→ WHAT YOU WILL DO: Each line below should be written out again without any change.

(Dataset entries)
- - -
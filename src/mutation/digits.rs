//! Digit prefixes and suffixes

use rand::Rng;

use super::{chance, weighted_index};
use crate::error::Result;
use crate::settings::Settings;
use crate::types::Mutated;

/// Kind of digit suffix, in the order of `Settings::suffix_weights`
#[derive(Debug, Clone, Copy, PartialEq, Eq)]
pub enum SuffixStyle {
    /// Four-digit year within the configured range
    BirthYear,
    /// One to three digits, each 0-9
    DigitRun,
    /// Two-digit value in 80-99
    EightyNinety,
}

impl SuffixStyle {
    pub const ALL: [SuffixStyle; 3] = [
        SuffixStyle::BirthYear,
        SuffixStyle::DigitRun,
        SuffixStyle::EightyNinety,
    ];
}

/// Maybe produce a digit prefix (1-9 digits only, never a leading zero).
///
/// Counts only when a prefix was produced.
pub fn prepend_digits<R: Rng + ?Sized>(settings: &Settings, rng: &mut R) -> Mutated<String> {
    if !chance(rng, settings.prefix_prb) {
        return Mutated::unchanged(String::new());
    }

    let len = if chance(rng, settings.single_digit_prefix_prb) {
        1
    } else {
        rng.gen_range(1..=2)
    };
    Mutated::changed(digit_run(rng, len, 1))
}

/// Produce a digit suffix. Always counts.
///
/// The heavy path weighs all three styles; otherwise birth year and digit run
/// are equally likely.
pub fn append_digits<R: Rng + ?Sized>(
    settings: &Settings,
    rng: &mut R,
    heavy: bool,
) -> Result<Mutated<String>> {
    let style = if heavy {
        SuffixStyle::ALL[weighted_index(rng, &settings.suffix_weights, "suffix")?]
    } else if rng.gen::<bool>() {
        SuffixStyle::BirthYear
    } else {
        SuffixStyle::DigitRun
    };

    Ok(Mutated::changed(suffix_with_style(style, settings, rng)))
}

/// Digits for one suffix style
pub fn suffix_with_style<R: Rng + ?Sized>(
    style: SuffixStyle,
    settings: &Settings,
    rng: &mut R,
) -> String {
    match style {
        SuffixStyle::BirthYear => rng
            .gen_range(settings.birth_year_min..=settings.birth_year_max)
            .to_string(),
        SuffixStyle::DigitRun => {
            let len = rng.gen_range(1..=3);
            digit_run(rng, len, 0)
        }
        SuffixStyle::EightyNinety => rng.gen_range(80u32..=99).to_string(),
    }
}

fn digit_run<R: Rng + ?Sized>(rng: &mut R, len: usize, lowest: u8) -> String {
    (0..len)
        .map(|_| char::from(b'0' + rng.gen_range(lowest..=9)))
        .collect()
}

#[cfg(test)]
mod tests {
    use super::*;
    use rand::rngs::StdRng;
    use rand::SeedableRng;

    #[test]
    fn test_prepend_digits_disabled() {
        let settings = Settings {
            prefix_prb: 0.0,
            ..Default::default()
        };
        let mut rng = StdRng::seed_from_u64(41);
        let out = prepend_digits(&settings, &mut rng);
        assert!(!out.applied);
        assert!(out.value.is_empty());
    }

    #[test]
    fn test_prepend_digits_shape() {
        let settings = Settings {
            prefix_prb: 1.0,
            ..Default::default()
        };
        let mut rng = StdRng::seed_from_u64(42);
        for _ in 0..500 {
            let out = prepend_digits(&settings, &mut rng);
            assert!(out.applied);
            assert!((1..=2).contains(&out.value.len()));
            assert!(out.value.chars().all(|c| ('1'..='9').contains(&c)));
        }
    }

    #[test]
    fn test_suffix_styles() {
        let settings = Settings::default();
        let mut rng = StdRng::seed_from_u64(43);
        for _ in 0..300 {
            let year: u32 = suffix_with_style(SuffixStyle::BirthYear, &settings, &mut rng)
                .parse()
                .unwrap();
            assert!((1900..=2025).contains(&year));

            let run = suffix_with_style(SuffixStyle::DigitRun, &settings, &mut rng);
            assert!((1..=3).contains(&run.len()));
            assert!(run.chars().all(|c| c.is_ascii_digit()));

            let short: u32 = suffix_with_style(SuffixStyle::EightyNinety, &settings, &mut rng)
                .parse()
                .unwrap();
            assert!((80..=99).contains(&short));
        }
    }

    #[test]
    fn test_append_digits_always_counts() {
        let settings = Settings::default();
        let mut rng = StdRng::seed_from_u64(44);
        for heavy in [true, false] {
            for _ in 0..200 {
                let out = append_digits(&settings, &mut rng, heavy).unwrap();
                assert!(out.applied);
                assert!((1..=4).contains(&out.value.len()));
            }
        }
    }

    #[test]
    fn test_append_digits_light_never_eighty_ninety_only() {
        // Light suffixes are years (4 digits) or runs (1-3 digits)
        let settings = Settings {
            birth_year_min: 1990,
            birth_year_max: 1990,
            ..Default::default()
        };
        let mut rng = StdRng::seed_from_u64(45);
        for _ in 0..200 {
            let out = append_digits(&settings, &mut rng, false).unwrap();
            assert!(out.value == "1990" || out.value.len() <= 3);
        }
    }
}
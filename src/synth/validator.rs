//! Name validation at the synthesizer boundary

use crate::error::{EmailForgeError, Result};
use crate::types::NamePair;
use crate::validation_error;
use regex::Regex;

/// Name validator
pub struct NameValidator {
    name_pattern: Regex,
    surname_pattern: Regex,
}

impl NameValidator {
    /// Create a new name validator
    pub fn new() -> Result<Self> {
        let name_pattern =
            Regex::new(r"^[a-z]+$").map_err(|e| EmailForgeError::internal(e.to_string()))?;
        let surname_pattern = Regex::new(r"^[a-z]+( [a-z]+)*$")
            .map_err(|e| EmailForgeError::internal(e.to_string()))?;

        Ok(Self {
            name_pattern,
            surname_pattern,
        })
    }

    /// Validate and normalize a name pair.
    ///
    /// Both parts are lowercased and trimmed; whitespace runs in the surname
    /// collapse to single spaces.
    pub fn validate(&self, name: &str, last_name: &str) -> Result<NamePair> {
        let name = name.trim().to_lowercase();
        let surname = last_name
            .split_whitespace()
            .collect::<Vec<_>>()
            .join(" ")
            .to_lowercase();

        if name.is_empty() {
            return Err(validation_error!("First name cannot be empty"));
        }
        if surname.is_empty() {
            return Err(validation_error!("Last name cannot be empty"));
        }

        if !self.name_pattern.is_match(&name) {
            return Err(validation_error!(
                "First name '{}' must contain ASCII letters only",
                name
            ));
        }
        if !self.surname_pattern.is_match(&surname) {
            return Err(validation_error!(
                "Last name '{}' must contain ASCII letters and spaces only",
                surname
            ));
        }

        Ok(NamePair::new(name, surname))
    }
}

#[cfg(test)]
mod tests {
    use super::*;

    #[test]
    fn test_normalizes_case_and_spaces() {
        let validator = NameValidator::new().unwrap();
        let pair = validator.validate("  Maria ", "De  La   Cruz").unwrap();
        assert_eq!(pair.name, "maria");
        assert_eq!(pair.surname, "de la cruz");
    }

    #[test]
    fn test_rejects_invalid() {
        let validator = NameValidator::new().unwrap();
        assert!(validator.validate("", "doe").is_err());
        assert!(validator.validate("john", "   ").is_err());
        assert!(validator.validate("j0hn", "doe").is_err());
        assert!(validator.validate("john doe", "smith").is_err());
        assert!(validator.validate("maría", "doe").is_err());
        assert!(validator.validate("john", "o'neil").is_err());
    }

    #[test]
    fn test_error_kind() {
        let validator = NameValidator::new().unwrap();
        let err = validator.validate("john", "d0e").unwrap_err();
        assert!(matches!(err, EmailForgeError::Validation { .. }));
        assert!(err.to_string().contains("d0e"));
    }
}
- - -
→ FINAL ANSWER:
filename src/mutation/digits.rs
//! Digit prefixes and suffixes

use rand::Rng;

use super::{chance, weighted_index};
use crate::error::Result;
use crate::settings::Settings;
use crate::types::Mutated;

/// Kind of digit suffix, in the order of `Settings::suffix_weights`
#[derive(Debug, Clone, Copy, PartialEq, Eq)]
pub enum SuffixStyle {
    /// Four-digit year within the configured range
    BirthYear,
    /// One to three digits, each 0-9
    DigitRun,
    /// Two-digit value in 80-99
    EightyNinety,
}

impl SuffixStyle {
    pub const ALL: [SuffixStyle; 3] = [
        SuffixStyle::BirthYear,
        SuffixStyle::DigitRun,
        SuffixStyle::EightyNinety,
    ];
}

/// Maybe produce a digit prefix (1-9 digits only, never a leading zero).
///
/// Counts only when a prefix was produced.
pub fn prepend_digits<R: Rng + ?Sized>(settings: &Settings, rng: &mut R) -> Mutated<String> {
    if !chance(rng, settings.prefix_prb) {
        return Mutated::unchanged(String::new());
    }

    let len = if chance(rng, settings.single_digit_prefix_prb) {
        1
    } else {
        rng.gen_range(1..=2)
    };
    Mutated::changed(digit_run(rng, len, 1))
}

/// Produce a digit suffix. Always counts.
///
/// The heavy path weighs all three styles; otherwise birth year and digit run
/// are equally likely.
pub fn append_digits<R: Rng + ?Sized>(
    settings: &Settings,
    rng: &mut R,
    heavy: bool,
) -> Result<Mutated<String>> {
    let style = if heavy {
        SuffixStyle::ALL[weighted_index(rng, &settings.suffix_weights, "suffix")?]
    } else if rng.gen::<bool>() {
        SuffixStyle::BirthYear
    } else {
        SuffixStyle::DigitRun
    };

    Ok(Mutated::changed(suffix_with_style(style, settings, rng)))
}

/// Digits for one suffix style
pub fn suffix_with_style<R: Rng + ?Sized>(
    style: SuffixStyle,
    settings: &Settings,
    rng: &mut R,
) -> String {
    match style {
        SuffixStyle::BirthYear => rng
            .gen_range(settings.birth_year_min..=settings.birth_year_max)
            .to_string(),
        SuffixStyle::DigitRun => {
            let len = rng.gen_range(1..=3);
            digit_run(rng, len, 0)
        }
        SuffixStyle::EightyNinety => rng.gen_range(80u32..=99).to_string(),
    }
}

fn digit_run<R: Rng + ?Sized>(rng: &mut R, len: usize, lowest: u8) -> String {
    (0..len)
        .map(|_| char::from(b'0' + rng.gen_range(lowest..=9)))
        .collect()
}

#[cfg(test)]
mod tests {
    use super::*;
    use rand::rngs::StdRng;
    use rand::SeedableRng;

    #[test]
    fn test_prepend_digits_disabled() {
        let settings = Settings {
            prefix_prb: 0.0,
            ..Default::default()
        };
        let mut rng = StdRng::seed_from_u64(41);
        let out = prepend_digits(&settings, &mut rng);
        assert!(!out.applied);
        assert!(out.value.is_empty());
    }

    #[test]
    fn test_prepend_digits_shape() {
        let settings = Settings {
            prefix_prb: 1.0,
            ..Default::default()
        };
        let mut rng = StdRng::seed_from_u64(42);
        for _ in 0..500 {
            let out = prepend_digits(&settings, &mut rng);
            assert!(out.applied);
            assert!((1..=2).contains(&out.value.len()));
            assert!(out.value.chars().all(|c| ('1'..='9').contains(&c)));
        }
    }

    #[test]
    fn test_suffix_styles() {
        let settings = Settings::default();
        let mut rng = StdRng::seed_from_u64(43);
        for _ in 0..300 {
            let year: u32 = suffix_with_style(SuffixStyle::BirthYear, &settings, &mut rng)
                .parse()
                .unwrap();
            assert!((1900..=2025).contains(&year));

            let run = suffix_with_style(SuffixStyle::DigitRun, &settings, &mut rng);
            assert!((1..=3).contains(&run.len()));
            assert!(run.chars().all(|c| c.is_ascii_digit()));

            let short: u32 = suffix_with_style(SuffixStyle::EightyNinety, &settings, &mut rng)
                .parse()
                .unwrap();
            assert!((80..=99).contains(&short));
        }
    }

    #[test]
    fn test_append_digits_always_counts() {
        let settings = Settings::default();
        let mut rng = StdRng::seed_from_u64(44);
        for heavy in [true, false] {
            for _ in 0..200 {
                let out = append_digits(&settings, &mut rng, heavy).unwrap();
                assert!(out.applied);
                assert!((1..=4).contains(&out.value.len()));
            }
        }
    }

    #[test]
    fn test_append_digits_light_never_eighty_ninety_only() {
        // Light suffixes are years (4 digits) or runs (1-3 digits)
        let settings = Settings {
            birth_year_min: 1990,
            birth_year_max: 1990,
            ..Default::default()
        };
        let mut rng = StdRng::seed_from_u64(45);
        for _ in 0..200 {
            let out = append_digits(&settings, &mut rng, false).unwrap();
            assert!(out.value == "1990" || out.value.len() <= 3);
        }
    }
}
filename src/synth/validator.rs
//! Name validation at the synthesizer boundary

use crate::error::{EmailForgeError, Result};
use crate::types::NamePair;
use crate::validation_error;
use regex::Regex;

/// Name validator
pub struct NameValidator {
    name_pattern: Regex,
    surname_pattern: Regex,
}

impl NameValidator {
    /// Create a new name validator
    pub fn new() -> Result<Self> {
        let name_pattern =
            Regex::new(r"^[a-z]+$").map_err(|e| EmailForgeError::internal(e.to_string()))?;
        let surname_pattern = Regex::new(r"^[a-z]+( [a-z]+)*$")
            .map_err(|e| EmailForgeError::internal(e.to_string()))?;

        Ok(Self {
            name_pattern,
            surname_pattern,
        })
    }

    /// Validate and normalize a name pair.
    ///
    /// Both parts are lowercased and trimmed; whitespace runs in the surname
    /// collapse to single spaces.
    pub fn validate(&self, name: &str, last_name: &str) -> Result<NamePair> {
        let name = name.trim().to_lowercase();
        let surname = last_name
            .split_whitespace()
            .collect::<Vec<_>>()
            .join(" ")
            .to_lowercase();

        if name.is_empty() {
            return Err(validation_error!("First name cannot be empty"));
        }
        if surname.is_empty() {
            return Err(validation_error!("Last name cannot be empty"));
        }

        if !self.name_pattern.is_match(&name) {
            return Err(validation_error!(
                "First name '{}' must contain ASCII letters only",
                name
            ));
        }
        if !self.surname_pattern.is_match(&surname) {
            return Err(validation_error!(
                "Last name '{}' must contain ASCII letters and spaces only",
                surname
            ));
        }

        Ok(NamePair::new(name, surname))
    }
}

#[cfg(test)]
mod tests {
    use super::*;

    #[test]
    fn test_normalizes_case_and_spaces() {
        let validator = NameValidator::new().unwrap();
        let pair = validator.validate("  Maria ", "De  La   Cruz").unwrap();
        assert_eq!(pair.name, "maria");
        assert_eq!(pair.surname, "de la cruz");
    }

    #[test]
    fn test_rejects_invalid() {
        let validator = NameValidator::new().unwrap();
        assert!(validator.validate("", "doe").is_err());
        assert!(validator.validate("john", "   ").is_err());
        assert!(validator.validate("j0hn", "doe").is_err());
        assert!(validator.validate("john doe", "smith").is_err());
        assert!(validator.validate("maría", "doe").is_err());
        assert!(validator.validate("john", "o'neil").is_err());
    }

    #[test]
    fn test_error_kind() {
        let validator = NameValidator::new().unwrap();
        let err = validator.validate("john", "d0e").unwrap_err();
        assert!(matches!(err, EmailForgeError::Validation { .. }));
        assert!(err.to_string().contains("d0e"));
    }
}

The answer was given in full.